(Records contained in a dataset)
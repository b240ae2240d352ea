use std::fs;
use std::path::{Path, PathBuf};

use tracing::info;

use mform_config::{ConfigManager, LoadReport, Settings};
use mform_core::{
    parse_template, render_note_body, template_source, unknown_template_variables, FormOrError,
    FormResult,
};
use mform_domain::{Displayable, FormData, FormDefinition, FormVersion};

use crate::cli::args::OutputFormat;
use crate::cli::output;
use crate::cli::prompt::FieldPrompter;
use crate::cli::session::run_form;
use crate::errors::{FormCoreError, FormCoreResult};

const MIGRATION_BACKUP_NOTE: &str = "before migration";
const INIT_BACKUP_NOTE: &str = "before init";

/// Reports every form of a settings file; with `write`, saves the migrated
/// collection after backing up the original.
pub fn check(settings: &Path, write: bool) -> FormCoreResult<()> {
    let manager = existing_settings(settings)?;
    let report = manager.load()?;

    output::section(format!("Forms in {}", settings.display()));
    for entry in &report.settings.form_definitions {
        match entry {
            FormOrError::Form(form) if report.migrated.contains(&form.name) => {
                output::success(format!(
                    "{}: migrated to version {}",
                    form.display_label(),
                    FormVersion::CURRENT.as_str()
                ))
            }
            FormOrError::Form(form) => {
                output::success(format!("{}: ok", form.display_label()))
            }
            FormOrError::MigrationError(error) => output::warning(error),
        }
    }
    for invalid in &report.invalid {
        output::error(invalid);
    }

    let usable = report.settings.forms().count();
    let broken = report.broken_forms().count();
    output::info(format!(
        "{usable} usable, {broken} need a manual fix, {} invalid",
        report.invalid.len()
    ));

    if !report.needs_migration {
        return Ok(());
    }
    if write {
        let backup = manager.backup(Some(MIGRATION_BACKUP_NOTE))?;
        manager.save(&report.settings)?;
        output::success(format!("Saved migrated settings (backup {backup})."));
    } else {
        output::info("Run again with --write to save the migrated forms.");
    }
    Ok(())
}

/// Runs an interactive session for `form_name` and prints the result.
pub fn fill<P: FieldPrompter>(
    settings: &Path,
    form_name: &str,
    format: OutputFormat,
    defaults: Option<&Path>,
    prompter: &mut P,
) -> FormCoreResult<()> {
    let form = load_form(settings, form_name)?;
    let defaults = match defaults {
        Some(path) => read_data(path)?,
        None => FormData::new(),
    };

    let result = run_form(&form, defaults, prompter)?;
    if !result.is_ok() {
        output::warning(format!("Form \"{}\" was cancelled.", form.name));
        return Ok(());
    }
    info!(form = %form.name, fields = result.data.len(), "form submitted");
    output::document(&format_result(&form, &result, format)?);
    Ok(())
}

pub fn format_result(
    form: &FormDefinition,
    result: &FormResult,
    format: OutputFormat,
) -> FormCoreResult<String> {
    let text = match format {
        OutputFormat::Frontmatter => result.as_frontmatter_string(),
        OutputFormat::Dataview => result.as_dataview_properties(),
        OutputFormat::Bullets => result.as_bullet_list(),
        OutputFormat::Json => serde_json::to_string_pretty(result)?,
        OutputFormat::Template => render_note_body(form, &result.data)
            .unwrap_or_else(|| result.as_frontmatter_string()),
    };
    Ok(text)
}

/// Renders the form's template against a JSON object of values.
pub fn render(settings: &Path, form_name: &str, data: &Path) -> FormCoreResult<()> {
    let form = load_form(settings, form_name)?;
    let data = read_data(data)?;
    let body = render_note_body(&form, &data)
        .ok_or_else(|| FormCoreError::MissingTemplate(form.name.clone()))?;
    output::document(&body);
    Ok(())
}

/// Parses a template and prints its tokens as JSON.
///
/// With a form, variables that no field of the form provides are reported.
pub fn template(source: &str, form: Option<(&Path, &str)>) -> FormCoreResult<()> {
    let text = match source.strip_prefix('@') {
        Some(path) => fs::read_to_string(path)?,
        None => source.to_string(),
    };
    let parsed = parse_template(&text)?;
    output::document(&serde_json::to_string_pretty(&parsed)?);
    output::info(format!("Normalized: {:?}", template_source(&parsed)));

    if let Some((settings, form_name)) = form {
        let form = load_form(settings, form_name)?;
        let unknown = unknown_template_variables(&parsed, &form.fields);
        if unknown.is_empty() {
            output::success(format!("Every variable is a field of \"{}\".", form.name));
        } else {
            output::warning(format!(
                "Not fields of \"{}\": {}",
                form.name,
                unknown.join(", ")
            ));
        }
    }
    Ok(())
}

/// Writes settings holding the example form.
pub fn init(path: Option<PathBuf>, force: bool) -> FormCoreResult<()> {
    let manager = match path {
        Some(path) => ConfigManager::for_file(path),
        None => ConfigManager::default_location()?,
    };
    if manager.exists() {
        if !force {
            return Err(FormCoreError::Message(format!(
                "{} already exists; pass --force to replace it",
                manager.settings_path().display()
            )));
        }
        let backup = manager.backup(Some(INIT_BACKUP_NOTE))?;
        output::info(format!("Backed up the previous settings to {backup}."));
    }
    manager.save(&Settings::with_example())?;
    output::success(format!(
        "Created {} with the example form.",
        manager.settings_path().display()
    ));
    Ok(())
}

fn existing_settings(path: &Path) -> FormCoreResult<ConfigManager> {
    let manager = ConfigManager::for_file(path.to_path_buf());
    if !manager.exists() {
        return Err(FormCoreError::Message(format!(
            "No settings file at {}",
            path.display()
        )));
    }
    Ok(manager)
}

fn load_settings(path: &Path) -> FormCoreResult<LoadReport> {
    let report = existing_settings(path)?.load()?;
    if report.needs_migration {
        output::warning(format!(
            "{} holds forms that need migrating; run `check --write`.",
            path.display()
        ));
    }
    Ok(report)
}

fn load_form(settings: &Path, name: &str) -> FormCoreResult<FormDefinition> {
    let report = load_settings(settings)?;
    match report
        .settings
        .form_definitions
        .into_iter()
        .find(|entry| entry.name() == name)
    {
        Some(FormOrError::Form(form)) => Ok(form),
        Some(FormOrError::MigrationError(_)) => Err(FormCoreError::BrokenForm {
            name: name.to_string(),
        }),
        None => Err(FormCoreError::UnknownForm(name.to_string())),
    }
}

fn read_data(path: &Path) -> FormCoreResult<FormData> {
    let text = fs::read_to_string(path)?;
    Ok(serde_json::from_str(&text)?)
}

==

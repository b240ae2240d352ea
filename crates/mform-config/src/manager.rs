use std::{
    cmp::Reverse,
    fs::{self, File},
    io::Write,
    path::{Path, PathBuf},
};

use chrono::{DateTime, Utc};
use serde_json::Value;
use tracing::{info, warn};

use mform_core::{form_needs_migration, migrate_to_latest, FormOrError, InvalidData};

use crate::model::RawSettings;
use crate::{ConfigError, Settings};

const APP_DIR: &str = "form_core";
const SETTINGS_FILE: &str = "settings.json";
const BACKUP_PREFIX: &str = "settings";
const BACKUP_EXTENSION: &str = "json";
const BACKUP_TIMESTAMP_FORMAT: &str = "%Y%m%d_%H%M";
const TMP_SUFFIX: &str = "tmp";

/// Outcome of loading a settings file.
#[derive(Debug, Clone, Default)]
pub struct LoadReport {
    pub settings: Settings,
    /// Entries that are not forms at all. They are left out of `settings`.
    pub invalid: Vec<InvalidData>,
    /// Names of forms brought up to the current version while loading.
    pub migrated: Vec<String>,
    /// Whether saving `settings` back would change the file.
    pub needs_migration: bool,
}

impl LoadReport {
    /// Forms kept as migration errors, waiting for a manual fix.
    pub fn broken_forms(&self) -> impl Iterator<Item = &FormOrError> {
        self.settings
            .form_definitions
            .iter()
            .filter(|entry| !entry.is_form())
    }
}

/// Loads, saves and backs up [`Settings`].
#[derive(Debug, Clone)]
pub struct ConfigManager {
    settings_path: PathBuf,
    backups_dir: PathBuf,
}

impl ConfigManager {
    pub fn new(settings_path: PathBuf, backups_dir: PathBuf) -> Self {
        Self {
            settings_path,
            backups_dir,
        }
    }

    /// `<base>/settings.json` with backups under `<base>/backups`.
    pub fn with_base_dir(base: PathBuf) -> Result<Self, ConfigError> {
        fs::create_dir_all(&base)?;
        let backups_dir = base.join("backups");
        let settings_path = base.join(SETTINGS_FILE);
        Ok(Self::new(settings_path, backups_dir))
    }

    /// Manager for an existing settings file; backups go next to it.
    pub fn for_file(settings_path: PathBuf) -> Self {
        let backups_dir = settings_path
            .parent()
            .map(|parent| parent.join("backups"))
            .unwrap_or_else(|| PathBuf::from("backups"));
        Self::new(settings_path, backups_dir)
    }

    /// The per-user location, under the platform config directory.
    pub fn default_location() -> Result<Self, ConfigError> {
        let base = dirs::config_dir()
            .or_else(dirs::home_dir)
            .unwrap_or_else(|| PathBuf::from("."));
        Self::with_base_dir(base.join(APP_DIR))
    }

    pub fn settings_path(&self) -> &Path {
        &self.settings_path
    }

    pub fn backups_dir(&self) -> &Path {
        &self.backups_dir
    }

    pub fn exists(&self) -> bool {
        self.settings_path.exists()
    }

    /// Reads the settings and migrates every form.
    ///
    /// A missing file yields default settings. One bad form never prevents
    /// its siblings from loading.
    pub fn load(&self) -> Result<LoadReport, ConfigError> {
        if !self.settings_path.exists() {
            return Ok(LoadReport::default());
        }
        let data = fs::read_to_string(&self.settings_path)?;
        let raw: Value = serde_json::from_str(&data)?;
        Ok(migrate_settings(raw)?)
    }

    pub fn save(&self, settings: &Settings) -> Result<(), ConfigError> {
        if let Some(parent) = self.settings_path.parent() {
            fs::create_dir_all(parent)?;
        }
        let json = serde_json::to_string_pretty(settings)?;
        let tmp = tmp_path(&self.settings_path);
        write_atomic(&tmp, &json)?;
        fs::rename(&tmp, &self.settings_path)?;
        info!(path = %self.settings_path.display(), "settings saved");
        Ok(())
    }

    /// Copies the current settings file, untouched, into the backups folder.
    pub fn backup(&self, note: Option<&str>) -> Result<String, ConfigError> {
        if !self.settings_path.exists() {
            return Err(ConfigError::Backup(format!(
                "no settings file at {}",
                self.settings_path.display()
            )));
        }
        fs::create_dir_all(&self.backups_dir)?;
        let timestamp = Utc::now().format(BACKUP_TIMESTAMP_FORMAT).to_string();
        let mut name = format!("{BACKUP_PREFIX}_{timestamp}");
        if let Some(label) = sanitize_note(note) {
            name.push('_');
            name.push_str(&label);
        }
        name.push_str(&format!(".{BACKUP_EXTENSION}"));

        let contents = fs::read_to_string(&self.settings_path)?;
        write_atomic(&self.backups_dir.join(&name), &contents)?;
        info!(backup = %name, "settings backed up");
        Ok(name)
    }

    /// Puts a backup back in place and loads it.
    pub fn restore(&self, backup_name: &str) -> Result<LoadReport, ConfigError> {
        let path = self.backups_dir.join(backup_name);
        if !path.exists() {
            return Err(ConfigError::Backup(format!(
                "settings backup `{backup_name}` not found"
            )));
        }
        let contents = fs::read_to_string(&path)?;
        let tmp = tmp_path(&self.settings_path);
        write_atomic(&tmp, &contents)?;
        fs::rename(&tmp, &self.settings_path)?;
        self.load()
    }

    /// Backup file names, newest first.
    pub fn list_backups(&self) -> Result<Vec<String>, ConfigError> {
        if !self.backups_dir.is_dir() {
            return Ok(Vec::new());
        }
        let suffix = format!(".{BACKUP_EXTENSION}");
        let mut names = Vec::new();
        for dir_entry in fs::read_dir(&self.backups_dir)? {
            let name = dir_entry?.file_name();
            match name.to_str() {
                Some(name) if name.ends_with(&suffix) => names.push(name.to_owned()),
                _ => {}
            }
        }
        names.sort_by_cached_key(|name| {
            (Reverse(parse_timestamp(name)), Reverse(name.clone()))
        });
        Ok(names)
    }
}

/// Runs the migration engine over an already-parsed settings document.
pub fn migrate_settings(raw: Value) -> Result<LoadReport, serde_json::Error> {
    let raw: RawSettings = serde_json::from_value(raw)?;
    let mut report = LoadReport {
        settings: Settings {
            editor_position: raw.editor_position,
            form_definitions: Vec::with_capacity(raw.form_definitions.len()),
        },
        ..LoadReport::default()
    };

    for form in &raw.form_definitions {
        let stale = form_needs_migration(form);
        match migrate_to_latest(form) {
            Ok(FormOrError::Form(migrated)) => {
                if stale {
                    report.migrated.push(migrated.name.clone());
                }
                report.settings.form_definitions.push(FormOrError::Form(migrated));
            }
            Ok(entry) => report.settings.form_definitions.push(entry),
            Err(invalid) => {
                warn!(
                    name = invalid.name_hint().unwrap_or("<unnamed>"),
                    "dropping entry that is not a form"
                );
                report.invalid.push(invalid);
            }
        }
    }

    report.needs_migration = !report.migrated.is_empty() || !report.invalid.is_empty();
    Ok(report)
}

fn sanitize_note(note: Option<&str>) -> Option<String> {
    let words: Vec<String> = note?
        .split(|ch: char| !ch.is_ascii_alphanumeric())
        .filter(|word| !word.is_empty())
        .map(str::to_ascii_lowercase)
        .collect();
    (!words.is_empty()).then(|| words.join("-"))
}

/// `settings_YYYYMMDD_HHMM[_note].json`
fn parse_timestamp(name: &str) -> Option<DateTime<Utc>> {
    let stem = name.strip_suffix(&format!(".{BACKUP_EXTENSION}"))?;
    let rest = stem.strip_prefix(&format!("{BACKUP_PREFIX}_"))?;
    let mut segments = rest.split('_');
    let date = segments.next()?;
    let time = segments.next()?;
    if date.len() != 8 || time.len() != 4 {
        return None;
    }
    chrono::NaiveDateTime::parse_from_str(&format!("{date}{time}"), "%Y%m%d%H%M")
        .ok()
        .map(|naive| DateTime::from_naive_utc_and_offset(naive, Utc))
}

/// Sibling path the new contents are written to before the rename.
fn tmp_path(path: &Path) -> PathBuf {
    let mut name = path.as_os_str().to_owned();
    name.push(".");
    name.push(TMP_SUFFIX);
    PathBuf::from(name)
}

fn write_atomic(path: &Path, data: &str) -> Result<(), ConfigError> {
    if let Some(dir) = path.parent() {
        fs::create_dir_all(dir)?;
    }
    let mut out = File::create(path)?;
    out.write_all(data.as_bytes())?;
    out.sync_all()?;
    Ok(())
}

==

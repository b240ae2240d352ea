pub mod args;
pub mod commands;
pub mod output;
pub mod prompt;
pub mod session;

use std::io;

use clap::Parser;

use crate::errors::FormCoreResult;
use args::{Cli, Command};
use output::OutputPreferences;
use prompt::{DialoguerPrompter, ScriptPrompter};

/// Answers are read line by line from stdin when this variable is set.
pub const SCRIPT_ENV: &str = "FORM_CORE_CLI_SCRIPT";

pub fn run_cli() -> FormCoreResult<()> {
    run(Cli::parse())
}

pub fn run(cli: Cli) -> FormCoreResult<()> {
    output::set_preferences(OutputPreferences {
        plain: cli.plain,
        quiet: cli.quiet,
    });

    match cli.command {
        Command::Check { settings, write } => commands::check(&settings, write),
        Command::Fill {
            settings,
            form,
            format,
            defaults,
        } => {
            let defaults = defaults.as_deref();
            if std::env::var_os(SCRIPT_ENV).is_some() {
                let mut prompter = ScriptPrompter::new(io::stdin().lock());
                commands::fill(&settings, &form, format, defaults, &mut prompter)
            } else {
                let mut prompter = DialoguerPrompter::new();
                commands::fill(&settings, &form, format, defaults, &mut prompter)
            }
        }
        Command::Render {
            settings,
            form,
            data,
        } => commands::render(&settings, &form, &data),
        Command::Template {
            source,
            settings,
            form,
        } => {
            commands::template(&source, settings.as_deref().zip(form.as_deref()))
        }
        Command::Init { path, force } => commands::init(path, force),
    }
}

__What you will do__: Work out how many lines in the entries contain the string "parsed", then reply with that number and nothing more.

__Answer for this exercise__: 5